There are inalienable parameters within data or red-shift impacts that influence some of the result. Specifically, red-sift pertains to the methods utilize to degree the DCP. A eminent thought is that the accelerating expansion of the universe can affect the parameters to measure over different separate. Should the observed patterns not be attributable to the current parameters or specific effects, it prudent to consider alternative theories, such as modification to the Hubble equation, to crystallize the observations. The existing parameters do not appear to completely account for the drift in H₀, theory proposing the plausibility new type of [${\mathit{\Lambda }}_{{\mathit{H}}_0}]$_CHP. This parameter could differ significantly for those outlined in the standard model. This phenomena indicates the need of study diametrical cosmological parameters to pick up a clear understanding of this unforeseen observation.

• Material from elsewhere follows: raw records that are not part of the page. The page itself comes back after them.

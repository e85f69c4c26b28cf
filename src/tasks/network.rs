//! Leader identity listener loop.

use embedded_hal::delay::DelayNs;
use log::warn;

use crate::app::SharedState;
use crate::app::ports::{AlertPort, EventSink, IdentitySource};
use crate::leader::LeaderUpdate;

/// Pause after a receive error before trying again.
pub const ERROR_BACKOFF_MS: u32 = 1_000;

/// Wait for one identity and apply it. `None` when nothing arrived.
pub fn handle_once(
    state: &SharedState,
    source: &mut impl IdentitySource,
    alert: &mut impl AlertPort,
    sink: &mut impl EventSink,
    delay: &mut impl DelayNs,
) -> Option<LeaderUpdate> {
    match source.next_identity() {
        Ok(Some(id)) => Some(state.on_identity(&id, alert, sink)),
        Ok(None) => None,
        Err(e) => {
            warn!("LISTEN | {}", e);
            delay.delay_ms(ERROR_BACKOFF_MS);
            None
        }
    }
}

pub fn run_identity_listener(
    state: &SharedState,
    mut source: impl IdentitySource,
    mut alert: impl AlertPort,
    mut sink: impl EventSink,
    mut delay: impl DelayNs,
) {
    while !state.is_shutdown() {
        handle_once(state, &mut source, &mut alert, &mut sink, &mut delay);
    }
    alert.silence();
}
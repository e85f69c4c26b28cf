//! Display mode selection and per-mode message composition.

use core::fmt::Write;

use serde::{Deserialize, Serialize};

use super::message::DisplayMessage;
use crate::motion::MotionState;

/// Which source feeds the renderer. The mode button cycles through them.
#[derive(Debug, Clone, Copy, PartialEq, Eq, Default, Serialize, Deserialize)]
pub enum DisplayMode {
    /// Fixed banner text.
    #[default]
    Banner,
    /// Label of the current motion state.
    State,
    /// Seconds spent in the current state, one decimal.
    Elapsed,
}

impl DisplayMode {
    pub const fn next(self) -> Self {
        match self {
            Self::Banner => Self::State,
            Self::State => Self::Elapsed,
            Self::Elapsed => Self::Banner,
        }
    }
}

/// `"<secs>.<tenths>"` from a microsecond count.
pub fn format_elapsed_tenths(elapsed_us: u64) -> heapless::String<24> {
    let secs = elapsed_us / 1_000_000;
    let tenths = (elapsed_us % 1_000_000) / 100_000;
    let mut s = heapless::String::new();
    // u64::MAX seconds plus ".9" fits in 24 bytes.
    let _ = write!(s, "{secs}.{tenths}");
    s
}

/// Build the message for `mode` from a consistent state snapshot.
pub fn compose(mode: DisplayMode, banner: &str, state: MotionState, elapsed_us: u64) -> DisplayMessage {
    match mode {
        DisplayMode::Banner => DisplayMessage::new(banner),
        DisplayMode::State => DisplayMessage::new(state.label()),
        DisplayMode::Elapsed => DisplayMessage::new(&format_elapsed_tenths(elapsed_us)),
    }
}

This concept sets that calculation [${\mathsf{\Lambda }}_{{\mathbf{H}}_{\mathbf{0}}}]$_CHP offer valuable insights into addressing the current tension associated with BCP, DCP and [${\mathbf{V}}_{{\mathsf{\Lambda }}_{{\mathbf{H}}_{\mathbf{0}}}}$]_AUE matric. Whereas this approach showed up promising, it is essential to recognize that it cannot serves as a conclusive structure, Numerous perceptible and theoretical parameters necessitate ongoing exploration. This theory understanding of the interplay between the early and late universe acceleration remains incomplete. This theory building up these link could yield significant advancements in the development of new theoretical equation. This hypothesis continued research is critical to achieve a coherent interpretation of later infinite parameters, which ultimately deepen our understanding of the puzzling nature of the DCP and the accelerated expansion of the universe.